I was recently working on a console application that needed to store data locally. I had initially started by storing the data in files serialized as JSON, but the program needed the ability to perform queries over the data. I could have used LINQ to Objects after reading in the existing JSON files, but I have never used SQLite before and wanted to see how quickly I could implement something using SQLite. I started writing the SQL to generate the tables, but I wondered since I already had the logic written to generate the JSON could I just use SQLite as a document storage system and still be able to write the queries I needed. It turned out that I could. In December of 2015 a new version of SQLite was released, 1.0.99.0, that included new JSON SQL functions. Here are the release notes. I started reading through the documentation on the new functions and it appeared all the functionality I needed was available. Before I started down this path I wanted to build a simple proof of concept that verified the functionality worked as expected and would meet the needs of the project.

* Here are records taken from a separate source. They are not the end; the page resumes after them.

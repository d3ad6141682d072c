use std::path::Path;

pub fn simplify_file_name(path: &str) -> String {
    Path::new(path)
        .file_name()
        .map(|s| s.to_string_lossy().to_string())
        .unwrap_or_else(|| path.to_string())
}

/// Generates identifiers of the form `<prefix>-00000001`.
pub fn make_default_id(prefix: &str) -> impl Fn(usize) -> String {
    let prefix = prefix.to_string();
    move |idx| format!("{}-{:08}", prefix, idx)
}

/// Paths that stand for the standard input.
pub fn is_stdin(path: &str) -> bool {
    path == "-" || path == "stdin"
}

/// Paths that are not files but the standard streams.
pub fn is_std_stream(path: &str) -> bool {
    is_stdin(path) || path == "stdout"
}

For this example I choose to use the Windows EventLog data as the sample data set. I am using the System.Data.SQLite nuget package which is an ADO.NET provider. I am also using Dapper which is a micro-ORM that handles a lot of the boiler plate data access code. The first thing I needed to do was create the SQLite database file. I created a simple class called SqLiteBaseRepository to contain two helper functions for returning the DBFile location and returning a new SQLite connection.

public class SqLiteBaseRepository
{
    public static string DbFile
    {
        get { return Settings.FilePath + "EventLogCollectorDb.sqlite"; }
    }

    public static SQLiteConnection SimpleDbConnection()
    {
        return new SQLiteConnection("Data Source=" + DbFile);
    }
}

And here is the code to create the SQLite database file and table with the ‘Data’ column that will be storing our JSON object.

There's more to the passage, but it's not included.